Nothing in the data is to be left out; copy it exactly.

━━━ Material to process

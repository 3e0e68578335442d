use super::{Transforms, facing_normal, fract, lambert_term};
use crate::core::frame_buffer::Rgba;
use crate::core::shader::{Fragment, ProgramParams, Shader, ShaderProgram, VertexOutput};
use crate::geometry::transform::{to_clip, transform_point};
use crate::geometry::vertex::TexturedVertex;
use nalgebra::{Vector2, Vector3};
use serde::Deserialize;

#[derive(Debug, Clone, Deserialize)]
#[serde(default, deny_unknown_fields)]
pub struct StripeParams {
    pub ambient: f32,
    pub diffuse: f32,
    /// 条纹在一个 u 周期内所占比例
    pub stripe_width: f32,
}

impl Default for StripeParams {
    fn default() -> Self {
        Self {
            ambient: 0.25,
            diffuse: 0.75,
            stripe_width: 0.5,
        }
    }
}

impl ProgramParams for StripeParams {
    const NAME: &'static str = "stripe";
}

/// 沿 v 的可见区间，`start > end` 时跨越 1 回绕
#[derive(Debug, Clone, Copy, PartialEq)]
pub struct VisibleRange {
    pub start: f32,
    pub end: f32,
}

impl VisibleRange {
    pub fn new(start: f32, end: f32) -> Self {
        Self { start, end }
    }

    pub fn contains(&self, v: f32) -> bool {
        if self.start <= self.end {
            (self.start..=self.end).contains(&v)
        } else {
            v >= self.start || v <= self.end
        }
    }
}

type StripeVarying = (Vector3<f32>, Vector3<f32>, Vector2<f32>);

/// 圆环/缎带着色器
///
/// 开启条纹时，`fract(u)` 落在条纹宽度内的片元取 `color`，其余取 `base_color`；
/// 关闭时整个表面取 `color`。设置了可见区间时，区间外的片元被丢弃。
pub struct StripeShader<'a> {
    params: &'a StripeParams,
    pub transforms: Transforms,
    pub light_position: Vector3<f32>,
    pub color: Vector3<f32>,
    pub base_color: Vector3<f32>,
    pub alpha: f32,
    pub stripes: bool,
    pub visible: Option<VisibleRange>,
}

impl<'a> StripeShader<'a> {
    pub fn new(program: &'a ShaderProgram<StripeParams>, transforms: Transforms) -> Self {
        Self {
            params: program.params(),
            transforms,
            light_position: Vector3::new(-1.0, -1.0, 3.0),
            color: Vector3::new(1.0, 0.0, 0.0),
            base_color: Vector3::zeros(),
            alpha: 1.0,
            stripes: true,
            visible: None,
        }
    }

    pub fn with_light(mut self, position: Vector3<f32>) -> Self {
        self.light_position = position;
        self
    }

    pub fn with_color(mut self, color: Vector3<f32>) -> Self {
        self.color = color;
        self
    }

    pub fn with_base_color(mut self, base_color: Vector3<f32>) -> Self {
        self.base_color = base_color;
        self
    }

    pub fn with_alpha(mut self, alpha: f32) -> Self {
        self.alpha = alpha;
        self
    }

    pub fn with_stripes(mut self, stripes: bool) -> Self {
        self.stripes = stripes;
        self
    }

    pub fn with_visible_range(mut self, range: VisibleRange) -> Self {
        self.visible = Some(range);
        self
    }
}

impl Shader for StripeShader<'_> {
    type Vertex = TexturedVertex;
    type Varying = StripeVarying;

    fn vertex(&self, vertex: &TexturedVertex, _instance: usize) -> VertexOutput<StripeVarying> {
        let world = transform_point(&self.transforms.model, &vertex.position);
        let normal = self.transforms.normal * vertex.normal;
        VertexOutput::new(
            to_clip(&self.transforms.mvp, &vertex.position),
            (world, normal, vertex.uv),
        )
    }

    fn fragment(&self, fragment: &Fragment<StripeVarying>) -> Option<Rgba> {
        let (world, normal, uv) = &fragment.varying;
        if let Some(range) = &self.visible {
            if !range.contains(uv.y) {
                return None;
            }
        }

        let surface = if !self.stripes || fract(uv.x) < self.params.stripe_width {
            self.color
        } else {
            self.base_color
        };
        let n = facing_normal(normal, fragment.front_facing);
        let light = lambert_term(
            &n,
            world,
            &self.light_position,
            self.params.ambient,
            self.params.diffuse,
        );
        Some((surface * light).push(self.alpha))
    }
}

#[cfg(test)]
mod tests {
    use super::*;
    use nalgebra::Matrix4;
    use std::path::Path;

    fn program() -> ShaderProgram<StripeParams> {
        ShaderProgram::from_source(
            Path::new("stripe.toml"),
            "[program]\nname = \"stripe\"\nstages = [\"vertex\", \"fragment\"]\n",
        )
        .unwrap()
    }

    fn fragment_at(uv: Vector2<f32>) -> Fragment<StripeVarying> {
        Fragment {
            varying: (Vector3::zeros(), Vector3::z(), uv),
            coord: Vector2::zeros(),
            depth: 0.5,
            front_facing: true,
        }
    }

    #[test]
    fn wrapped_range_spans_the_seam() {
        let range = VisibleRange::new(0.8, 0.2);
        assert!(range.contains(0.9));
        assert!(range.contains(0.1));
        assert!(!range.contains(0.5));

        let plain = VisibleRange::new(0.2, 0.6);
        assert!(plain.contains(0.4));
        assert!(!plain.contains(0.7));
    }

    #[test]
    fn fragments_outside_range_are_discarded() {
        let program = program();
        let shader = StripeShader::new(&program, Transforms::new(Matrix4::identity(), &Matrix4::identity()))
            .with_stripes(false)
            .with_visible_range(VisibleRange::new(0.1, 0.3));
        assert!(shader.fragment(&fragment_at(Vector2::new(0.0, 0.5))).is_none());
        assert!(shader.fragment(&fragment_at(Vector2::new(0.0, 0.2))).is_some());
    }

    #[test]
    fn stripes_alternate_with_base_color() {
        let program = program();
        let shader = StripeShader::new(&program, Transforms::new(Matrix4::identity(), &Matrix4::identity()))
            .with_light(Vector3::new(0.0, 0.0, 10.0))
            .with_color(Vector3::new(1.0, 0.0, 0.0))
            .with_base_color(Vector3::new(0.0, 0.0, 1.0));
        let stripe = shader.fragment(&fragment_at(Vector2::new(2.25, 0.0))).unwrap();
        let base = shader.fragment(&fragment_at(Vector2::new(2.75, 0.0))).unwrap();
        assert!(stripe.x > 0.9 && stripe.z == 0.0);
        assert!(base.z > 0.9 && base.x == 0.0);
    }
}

━━━━━━

Written response -
repository 3e0e68578335442d
use super::{Transforms, facing_normal, fract, lambert_term};
use crate::core::frame_buffer::Rgba;
use crate::core::shader::{Fragment, ProgramParams, Shader, ShaderProgram, VertexOutput};
use crate::geometry::transform::{to_clip, transform_point};
use crate::geometry::vertex::TexturedVertex;
use nalgebra::{Vector2, Vector3};
use serde::Deserialize;

#[derive(Debug, Clone, Deserialize)]
#[serde(default, deny_unknown_fields)]
pub struct StripeParams {
    pub ambient: f32,
    pub diffuse: f32,
    /// 条纹在一个 u 周期内所占比例
    pub stripe_width: f32,
}

impl Default for StripeParams {
    fn default() -> Self {
        Self {
            ambient: 0.25,
            diffuse: 0.75,
            stripe_width: 0.5,
        }
    }
}

impl ProgramParams for StripeParams {
    const NAME: &'static str = "stripe";
}

/// 沿 v 的可见区间，`start > end` 时跨越 1 回绕
#[derive(Debug, Clone, Copy, PartialEq)]
pub struct VisibleRange {
    pub start: f32,
    pub end: f32,
}

impl VisibleRange {
    pub fn new(start: f32, end: f32) -> Self {
        Self { start, end }
    }

    pub fn contains(&self, v: f32) -> bool {
        if self.start <= self.end {
            (self.start..=self.end).contains(&v)
        } else {
            v >= self.start || v <= self.end
        }
    }
}

type StripeVarying = (Vector3<f32>, Vector3<f32>, Vector2<f32>);

/// 圆环/缎带着色器
///
/// 开启条纹时，`fract(u)` 落在条纹宽度内的片元取 `color`，其余取 `base_color`；
/// 关闭时整个表面取 `color`。设置了可见区间时，区间外的片元被丢弃。
pub struct StripeShader<'a> {
    params: &'a StripeParams,
    pub transforms: Transforms,
    pub light_position: Vector3<f32>,
    pub color: Vector3<f32>,
    pub base_color: Vector3<f32>,
    pub alpha: f32,
    pub stripes: bool,
    pub visible: Option<VisibleRange>,
}

impl<'a> StripeShader<'a> {
    pub fn new(program: &'a ShaderProgram<StripeParams>, transforms: Transforms) -> Self {
        Self {
            params: program.params(),
            transforms,
            light_position: Vector3::new(-1.0, -1.0, 3.0),
            color: Vector3::new(1.0, 0.0, 0.0),
            base_color: Vector3::zeros(),
            alpha: 1.0,
            stripes: true,
            visible: None,
        }
    }

    pub fn with_light(mut self, position: Vector3<f32>) -> Self {
        self.light_position = position;
        self
    }

    pub fn with_color(mut self, color: Vector3<f32>) -> Self {
        self.color = color;
        self
    }

    pub fn with_base_color(mut self, base_color: Vector3<f32>) -> Self {
        self.base_color = base_color;
        self
    }

    pub fn with_alpha(mut self, alpha: f32) -> Self {
        self.alpha = alpha;
        self
    }

    pub fn with_stripes(mut self, stripes: bool) -> Self {
        self.stripes = stripes;
        self
    }

    pub fn with_visible_range(mut self, range: VisibleRange) -> Self {
        self.visible = Some(range);
        self
    }
}

impl Shader for StripeShader<'_> {
    type Vertex = TexturedVertex;
    type Varying = StripeVarying;

    fn vertex(&self, vertex: &TexturedVertex, _instance: usize) -> VertexOutput<StripeVarying> {
        let world = transform_point(&self.transforms.model, &vertex.position);
        let normal = self.transforms.normal * vertex.normal;
        VertexOutput::new(
            to_clip(&self.transforms.mvp, &vertex.position),
            (world, normal, vertex.uv),
        )
    }

    fn fragment(&self, fragment: &Fragment<StripeVarying>) -> Option<Rgba> {
        let (world, normal, uv) = &fragment.varying;
        if let Some(range) = &self.visible {
            if !range.contains(uv.y) {
                return None;
            }
        }

        let surface = if !self.stripes || fract(uv.x) < self.params.stripe_width {
            self.color
        } else {
            self.base_color
        };
        let n = facing_normal(normal, fragment.front_facing);
        let light = lambert_term(
            &n,
            world,
            &self.light_position,
            self.params.ambient,
            self.params.diffuse,
        );
        Some((surface * light).push(self.alpha))
    }
}

#[cfg(test)]
mod tests {
    use super::*;
    use nalgebra::Matrix4;
    use std::path::Path;

    fn program() -> ShaderProgram<StripeParams> {
        ShaderProgram::from_source(
            Path::new("stripe.toml"),
            "[program]\nname = \"stripe\"\nstages = [\"vertex\", \"fragment\"]\n",
        )
        .unwrap()
    }

    fn fragment_at(uv: Vector2<f32>) -> Fragment<StripeVarying> {
        Fragment {
            varying: (Vector3::zeros(), Vector3::z(), uv),
            coord: Vector2::zeros(),
            depth: 0.5,
            front_facing: true,
        }
    }

    #[test]
    fn wrapped_range_spans_the_seam() {
        let range = VisibleRange::new(0.8, 0.2);
        assert!(range.contains(0.9));
        assert!(range.contains(0.1));
        assert!(!range.contains(0.5));

        let plain = VisibleRange::new(0.2, 0.6);
        assert!(plain.contains(0.4));
        assert!(!plain.contains(0.7));
    }

    #[test]
    fn fragments_outside_range_are_discarded() {
        let program = program();
        let shader = StripeShader::new(&program, Transforms::new(Matrix4::identity(), &Matrix4::identity()))
            .with_stripes(false)
            .with_visible_range(VisibleRange::new(0.1, 0.3));
        assert!(shader.fragment(&fragment_at(Vector2::new(0.0, 0.5))).is_none());
        assert!(shader.fragment(&fragment_at(Vector2::new(0.0, 0.2))).is_some());
    }

    #[test]
    fn stripes_alternate_with_base_color() {
        let program = program();
        let shader = StripeShader::new(&program, Transforms::new(Matrix4::identity(), &Matrix4::identity()))
            .with_light(Vector3::new(0.0, 0.0, 10.0))
            .with_color(Vector3::new(1.0, 0.0, 0.0))
            .with_base_color(Vector3::new(0.0, 0.0, 1.0));
        let stripe = shader.fragment(&fragment_at(Vector2::new(2.25, 0.0))).unwrap();
        let base = shader.fragment(&fragment_at(Vector2::new(2.75, 0.0))).unwrap();
        assert!(stripe.x > 0.9 && stripe.z == 0.0);
        assert!(base.z > 0.9 && base.x == 0.0);
    }
}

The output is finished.